A much needed break. I have been working at break neck speed to gain some sort of stability since I started this program. I had three main goals I needed to achieve in order to be successful once this program ended for me. Those goals were: pay off my back child support, settle my eviction, and buy a car. These were very key elements for me to be able to have a paycheck so that I could afford a place to live, be able to obtain a place to live in a reasonable area, and the transportation it would take to get my kids to and from school/daycare and myself to and from work.
Focus and determination…OK, and my income tax return paid off my back child support that I pay for my older two children. I was almost $4,000 in debt. Couple that with current child support, meager as it is for one child (my oldest turned 18), and that is a hefty chunk of money out of an already pint size check. Four and a half months in to the program and I was able to clean the slate so that I would be able to afford rent, utilities, and car insurance. That was a huge weight off of my shoulders and a giant step forward for stability and independence. This had been one of the many threads in the rope of dependence that my abuser had spun for me. Once he was controlling the money, I was no longer allowed to pay my monthly child support. Instead, I had to wait until each tax season to “pay it off”. My return was never enough, so it kept accruing every year including interest.
Another binding thread was to allow an eviction. Our first home was a beautiful 4 bedroom, 3 bath home in an established and quiet neighborhood. He claimed I was a classy lady and deserved a nice home for myself and our kids. Curious enough I wasn’t permitted to furnish the home because we weren’t buying it. Finally, in February of 2008, he allowed the purchase of a gorgeous leather sofa…which he would eventually sell to a friend a few months later. He also decided that we should live in our home “rent free” until we moved to Las Vegas where there were more jobs available for him. When we started out in the house in 2006, we netted about 4k a month between the two of us. By the time we were ready to move I was the only one working…at Starbucks. I begged him not to allow the eviction, somehow we had the money to make rent, but he refused. The eviction went through and we moved to Vegas. With an eviction showing on our credit, even the ghetto was slim pickings.
I had been able to save money from the time I went into the Emergency Shelter to going into the rehabilitation program. No gifts at Christmas from mom or any other holiday leading into March allowed me enough to propose a settlement to my former landlord. By my birthday, at the end of March, the settlement had been accepted. Happy Birthday. I am still in the process of reporting it to the credit agencies, but the debt has been paid. One more tether of dependence broken. Now I am able to qualify for the low income housing for my little family of four.
One more major hurtle to leap over, transportation. This was daunting for many reasons, the least which being that I had very little money left after settling the eviction and I know less than nothing about cars. Never-the-less, a purchase needed to be made. Consider that the children and I were getting ready for school/daycare/work at 5am. We had to be ready for a 20min. bus ride by 6:15. When we got off the bus there was an additional 20min. walk to get my girls to the YMCA program they attend before school. From there it was another 30min. stroller ride for my son to daycare. After dropping him off it was another 20min. for me to get to the bus stop to go to work. The desert is not always hot. Sometimes it is freeze your butt off cold. These kids were troopers, bundled up like they were visiting the Arctic…and walking. When I ask the girls if they wanted me to see if I could make arrangements with their father for transportation in the mornings, they answered, “No mom, we just want to be with you on your time. We will walk.” Amazing!

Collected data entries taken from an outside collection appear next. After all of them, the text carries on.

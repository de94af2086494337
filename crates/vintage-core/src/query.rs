//! # Query Module
//!
//! Read-only views over a `RecordStore`:
//! - `series_revision_history`: per-period value and revision listing
//! - `StoreMetrics`: record counts and revision totals

use crate::store::{RecordStore, TypedStore};
use crate::{Collection, ReleaseDate, Series, VintageError};
use serde::Serialize;

/// Current and superseded values of one period.
#[derive(Debug, Clone, PartialEq, Eq, Serialize)]
pub struct PeriodHistory {
    /// Period index on the series' integer axis.
    pub period: i64,
    /// Current value, `None` when absent.
    pub value: Option<String>,
    /// Release date of the current value.
    pub release_date: Option<ReleaseDate>,
    /// Superseded values as `(date superseded, value)`, oldest first.
    pub prior: Vec<(ReleaseDate, String)>,
}

impl PeriodHistory {
    /// Check if the period was ever revised.
    #[must_use]
    pub fn is_revised(&self) -> bool {
        !self.prior.is_empty()
    }
}

/// Revision history of one stored series.
#[derive(Debug, Clone, PartialEq, Eq, Serialize)]
pub struct RevisionHistory {
    pub key: String,
    pub frequency: String,
    pub periods: Vec<PeriodHistory>,
}

impl RevisionHistory {
    /// Build the history of `series`.
    #[must_use]
    pub fn of(series: &Series) -> Self {
        let periods = series
            .observations()
            .map(|observation| PeriodHistory {
                period: observation.period,
                value: observation.value.map(str::to_string),
                release_date: observation.release_date,
                prior: observation
                    .revisions
                    .iter()
                    .map(|(date, value)| (*date, value.clone()))
                    .collect(),
            })
            .collect();

        Self {
            key: series.key().to_string(),
            frequency: series.frequency().to_string(),
            periods,
        }
    }

    /// Periods that carry at least one revision.
    pub fn revised(&self) -> impl Iterator<Item = &PeriodHistory> {
        self.periods.iter().filter(|p| p.is_revised())
    }
}

/// Load the revision history of the series stored under `key`.
///
/// Fails with `KeyNotFound` if no series has that key.
pub fn series_revision_history<S: RecordStore + ?Sized>(
    store: &S,
    key: &str,
) -> Result<RevisionHistory, VintageError> {
    let stored = store
        .find_record::<Series>(key)?
        .ok_or_else(|| VintageError::KeyNotFound {
            collection: Collection::Series,
            key: key.to_string(),
        })?;
    Ok(RevisionHistory::of(&stored.record))
}

/// Aggregate figures of a store.
#[derive(Debug, Clone, Default, PartialEq, Eq, Serialize)]
pub struct StoreMetrics {
    pub datasets: usize,
    pub series: usize,
    pub categories: usize,
    /// Observations across all series with at least one revision.
    pub revised_observations: usize,
    /// Series with at least one revised observation.
    pub revised_series: usize,
}

impl StoreMetrics {
    /// Scan `store` and collect its metrics.
    ///
    /// Decodes every series, so the cost is linear in the store size.
    pub fn collect<S: RecordStore + ?Sized>(store: &S) -> Result<Self, VintageError> {
        let mut metrics = Self {
            datasets: store.count(Collection::Datasets)?,
            series: store.count(Collection::Series)?,
            categories: store.count(Collection::Categories)?,
            ..Self::default()
        };

        for stored in store.all_records::<Series>()? {
            let revised = stored.record.revised_count();
            if revised > 0 {
                metrics.revised_series += 1;
                metrics.revised_observations += revised;
            }
        }
        Ok(metrics)
    }

    /// Total number of records.
    #[must_use]
    pub const fn total(&self) -> usize {
        self.datasets + self.series + self.categories
    }
}
//! # Vintage
//!
//! The command line front end of the Vintage reconciliation engine.
//!
//! Fetchers write candidate records as JSON files; this binary reconciles
//! them into the configured store and reports what changed.
//!
//! ## Architecture
//!
//! ```text
//! ┌──────────────────────────────────────────────────────┐
//! │                apps/vintage (THE BINARY)             │
//! │                                                      │
//! │  ┌─────────────┐             ┌──────────────────┐    │
//! │  │   CLI       │             │  Configuration   │    │
//! │  │  (clap)     │             │  (toml + env)    │    │
//! │  └──────┬──────┘             └────────┬─────────┘    │
//! │         └──────────────┬──────────────┘              │
//! │                        ▼                             │
//! │                ┌───────────────┐                     │
//! │                │ vintage-core  │                     │
//! │                │ (THE ENGINE)  │                     │
//! │                └───────────────┘                     │
//! └──────────────────────────────────────────────────────┘
//! ```
//!
//! ## Usage
//!
//! ```bash
//! vintage init
//! vintage dataset -f datasets.json
//! vintage series -f series.json
//! vintage history -k CPI.M.US
//! vintage status --json-mode
//! ```

mod cli;
mod config;

use clap::Parser;
use tracing_subscriber::{layer::SubscriberExt, util::SubscriberInitExt};

// =============================================================================
// APPLICATION ENTRY POINT
// =============================================================================

fn main() {
    // Parse first so --verbose can raise the default level.
    let cli = cli::Cli::parse();

    // VINTAGE_LOG_FORMAT=json enables machine-parseable output.
    let log_format = std::env::var("VINTAGE_LOG_FORMAT").unwrap_or_else(|_| "text".to_string());

    let default_filter = if cli.verbose {
        "vintage=debug,vintage_core=debug"
    } else {
        "vintage=info,vintage_core=info"
    };
    let filter = tracing_subscriber::EnvFilter::try_from_default_env()
        .unwrap_or_else(|_| default_filter.into());

    match log_format.as_str() {
        "json" => {
            tracing_subscriber::registry()
                .with(filter)
                .with(tracing_subscriber::fmt::layer().json().with_writer(std::io::stderr))
                .init();
        }
        _ => {
            tracing_subscriber::registry()
                .with(filter)
                .with(tracing_subscriber::fmt::layer().with_writer(std::io::stderr))
                .init();
        }
    }

    if !cli.quiet && !cli.json_mode {
        print_banner();
    }

    if let Err(e) = cli::execute(cli) {
        tracing::error!("Error: {}", e);
        std::process::exit(1);
    }
}

/// Print the Vintage startup banner.
fn print_banner() {
    println!(
        r#"
  ██╗   ██╗██╗███╗   ██╗████████╗ █████╗  ██████╗ ███████╗
  ██║   ██║██║████╗  ██║╚══██╔══╝██╔══██╗██╔════╝ ██╔════╝
  ██║   ██║██║██╔██╗ ██║   ██║   ███████║██║  ███╗█████╗
  ╚██╗ ██╔╝██║██║╚██╗██║   ██║   ██╔══██║██║   ██║██╔══╝
   ╚████╔╝ ██║██║ ╚████║   ██║   ██║  ██║╚██████╔╝███████╗
    ╚═══╝  ╚═╝╚═╝  ╚═══╝   ╚═╝   ╚═╝  ╚═╝ ╚═════╝ ╚══════╝

  Revision-aware series store v{}
"#,
        env!("CARGO_PKG_VERSION")
    );
}
//! # Record Trait
//!
//! The common surface of every reconcilable record kind, plus the codecs the
//! stores and the drift detector rely on:
//! - `encode` / `decode`: postcard bytes as kept by the stores
//! - `project`: the JSON field map compared during drift detection

use crate::VintageError;
use crate::primitives::MAX_FIELD_LENGTH;
use crate::schema::Schema;
use serde::Serialize;
use serde::de::DeserializeOwned;
use std::collections::BTreeMap;
use std::fmt;

/// A record that can be stored and reconciled by natural key.
///
/// Implementors validate their invariants at construction, so any value of
/// an implementing type is well formed.
pub trait Record: Serialize + DeserializeOwned + Clone + PartialEq + fmt::Debug {
    /// Static shape of this record kind.
    const SCHEMA: Schema;

    /// Value of the natural key field.
    fn natural_key(&self) -> &str;
}

/// Encode a record for storage.
pub fn encode<R: Record>(record: &R) -> Result<Vec<u8>, VintageError> {
    postcard::to_allocvec(record).map_err(|e| VintageError::Serialization(e.to_string()))
}

/// Decode a stored record.
///
/// Decoding re-runs the constructor checks, so a corrupted payload surfaces
/// as a `Deserialization` error instead of an invalid record.
pub fn decode<R: Record>(bytes: &[u8]) -> Result<R, VintageError> {
    postcard::from_bytes(bytes).map_err(|e| VintageError::Deserialization(e.to_string()))
}

/// Project a record onto its schema fields as JSON values.
///
/// Fields the record does not serialize project to `Null`.
pub fn project<R: Record>(
    record: &R,
) -> Result<BTreeMap<&'static str, serde_json::Value>, VintageError> {
    let value =
        serde_json::to_value(record).map_err(|e| VintageError::Serialization(e.to_string()))?;
    let serde_json::Value::Object(mut object) = value else {
        return Err(VintageError::Serialization(format!(
            "{} record did not serialize to an object",
            R::SCHEMA.collection
        )));
    };

    Ok(R::SCHEMA
        .fields
        .iter()
        .map(|&field| {
            let value = object.remove(field).unwrap_or(serde_json::Value::Null);
            (field, value)
        })
        .collect())
}

/// Validate a required text field: non-empty and within `MAX_FIELD_LENGTH`.
pub(crate) fn require_text(field: &str, value: &str) -> Result<(), VintageError> {
    if value.trim().is_empty() {
        return Err(VintageError::invalid(format!("{field} must not be empty")));
    }
    check_length(field, value)
}

/// Validate an optional text field length.
pub(crate) fn check_length(field: &str, value: &str) -> Result<(), VintageError> {
    if value.len() > MAX_FIELD_LENGTH {
        return Err(VintageError::invalid(format!(
            "{field} exceeds {MAX_FIELD_LENGTH} bytes"
        )));
    }
    Ok(())
}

I was able to save about three more paychecks when word of a sporty little four cylinder was up for sale. It was a 2002 but kept in great condition. The owner, having heard of my situation, was willing to let it go far enough below blue book that I could afford it. The miracle couldn’t have come at a better time. The first of many heat waves was starting to hit. When one lives in the desert, one learns very quickly that one either takes care of business early in the morning or very late afternoon/early evening. Being out even as late as 4pm is still a lesson in heat stroke. The fact that my children and I were looking at walking for at least an hour, unprotected in 100+ degree weather was not sitting well for any of us. We swooped up “Merna”, as we have dubbed her, and haven’t looked back. My two year old loves the car so much he will sometimes go out and just sit in it. Finally, transportation. Other than my abusers vehicles (he went through a lot of em, and randomly), I haven’t had transportation in at least two years. Another thread broken and another major step for stability and independence.
These are the major goals I have been working on for the last 130 days since I have been in “transition”. These are the some of the major goals that many abused women work towards whether they are in a program or not. Most of us have been so hobbled by our abusers that recovery seems like an exhausting distant dream for an already exhausted woman. But, it is possible to attain, even in a short period of time, with the right support. For now, my little family continues to progress forward, saving money, and preparing for our name to come up on the waiting list for housing. For the moment it is time to relax, enjoy a month off from school, and connect with my children.